JG: It was also through Jesús Fuenmayor and the mayor of Sucre, with the first lady Mariana Ocaríz. Their plan was to use artists´ interventions in public areas that had been created in recuperated areas. This park, for example, was made in a hole left by the construction of the Metro system; subsequently I was called to make an intervention there. It is in a very busy square with thousands of buses passing daily and the Metro running through it, it is a gate to the barrio. We made several visits and worked with the local inhabitants. Various proposals were made, and they saw the plan before work started. The construction was also local, and in the installation and restoration the neighbourhood took part. The work consists of enormous triangular metal plaques painted in flat colours which look like they’ve fallen from the sky. Each one is unique and at the same time they visually unite the barrio.

PLB: What would be the difference between the artist working today, particularly your works of public art, as opposed to the art done in the fifties in the University of Caracas building, or the works of Cruz Diez and others? There is an obvious influence, but I imagine there are also differences.

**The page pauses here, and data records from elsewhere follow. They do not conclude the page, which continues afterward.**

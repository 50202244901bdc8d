use std::path::PathBuf;

use dbx_types::Address;

/// Errors from object store and content store operations.
#[derive(Debug, thiserror::Error)]
pub enum StoreError {
    /// The requested object was not found.
    #[error("object not found: {0}")]
    NotFound(Address),

    /// Content hash mismatch on read (data corruption).
    #[error("hash mismatch for {id}: stored data hashes to {computed}")]
    HashMismatch { id: Address, computed: Address },

    /// Serialization or deserialization failure.
    #[error("serialization error: {0}")]
    Serialization(String),

    /// I/O error from the underlying storage backend or the filesystem.
    #[error("I/O error: {0}")]
    Io(#[from] std::io::Error),

    /// The object data is malformed or cannot be decoded.
    #[error("corrupt object {id}: {reason}")]
    CorruptObject { id: Address, reason: String },

    /// Attempted to write an object hashing to the null address.
    #[error("cannot store object with null address")]
    NullAddress,

    /// A path handed to `add` does not exist.
    #[error("path not found: {}", path.display())]
    PathNotFound { path: PathBuf },

    /// A directory was added without `recursive`.
    #[error("{} is a directory (add it recursively)", path.display())]
    IsDirectory { path: PathBuf },

    /// `list` was called on a blob address.
    #[error("not a directory: {0}")]
    NotADirectory(Address),

    /// `cat` was called on a tree address.
    #[error("is a directory: {0}")]
    IsDirectoryObject(Address),

    /// `unpin` was called on an address that is not pinned.
    #[error("not pinned: {0}")]
    NotPinned(Address),

    /// A blocking store task panicked or was cancelled.
    #[error("store task failed: {0}")]
    Task(String),
}

/// Result alias for store operations.
pub type StoreResult<T> = Result<T, StoreError>;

JG: I relate more to the more painterly work of Otero than to the work of Cruz Diez or Soto. Otero even painted two industrial storage tanks like the ones I am doing in Maine. Of course, the results of the research of colour done by Cruz Diez are crucial, but I am not influenced by his more scientific side. On the other hand I think it is important to understand a change that I see happening - we are seeing less permanent public artworks and more temporary interventions than in the past. Here in England we are used to it. This is more dynamic, gives more control, gives work to more people, it doesn´t leave marks and has similar effects socially. For example the intervention in Tynemouth Station is going to be there for two months and is going to be part of more than one festivity, but then it will be taken down.

PLB: But what would be the function of public art today? For example, I was thinking about a work I was involved in and which you know - Chemi Rosado´s work in Puerto Rico in 2002 in Barrio Naranjito – in which he painted the whole village in different shades of green. I don’t know if this had any influence or resonance with you. The interesting thing there was Chemi´s interaction with the community in painting the houses. Beyond land art or public art, it was also a way of activating a community. I don´t know if you had a similar experience in Petare.

JG: Chemi´s work is pioneering in many aspects. I definitely remembered it when negotiating with the neighbours in Petare. To be honest, all my trips to Puerto Rico were very important as I was coming back to Venezuela after a decade in Europe, and their sense of belonging to the Caribbean and their way of understanding the social contrasts made a huge impact on me. But what would be the function of public art today? I think there should be more of it, sure, but its function…?

PLB: In Latin America there is still the possibility that art has a social function. The Petare project is as if you have taken art to a community, which is wonderful, and it is something I have been thinking about with relation to the work in Tynemouth. These site-specific interventions create temporary, outdoor museums, specifically for social groups which don’t have a museum nearby, or for whom the architecture or the idea and structure of a museum seem intimidating. I think these kinds of interventions are something that some artists can do but maybe we don´t encourage enough.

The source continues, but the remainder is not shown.